Start of Block

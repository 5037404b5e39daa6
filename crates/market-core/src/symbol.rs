//! Trading-pair input handling.

/// Normalize raw user input into canonical pair form: trimmed, uppercased,
/// stripped of any character outside `[A-Z0-9/]`.
pub fn normalize_pair(raw: &str) -> String {
    raw.trim()
        .to_uppercase()
        .chars()
        .filter(|c| c.is_ascii_alphanumeric() || *c == '/')
        .collect()
}

/// A valid pair is "2+ alphanumerics, '/', 3+ alphanumerics", e.g. `BTC/USDT`.
/// Expects already-normalized input.
pub fn is_valid_pair(symbol: &str) -> bool {
    let Some((base, quote)) = symbol.split_once('/') else {
        return false;
    };
    base.len() >= 2
        && quote.len() >= 3
        && base.chars().all(|c| c.is_ascii_alphanumeric())
        && quote.chars().all(|c| c.is_ascii_alphanumeric())
}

End of Block

» What the task requires
Lines with "chars": return each one from the data above.

» Result of this task
        .chars()
        && base.chars().all(|c| c.is_ascii_alphanumeric())
        && quote.chars().all(|c| c.is_ascii_alphanumeric())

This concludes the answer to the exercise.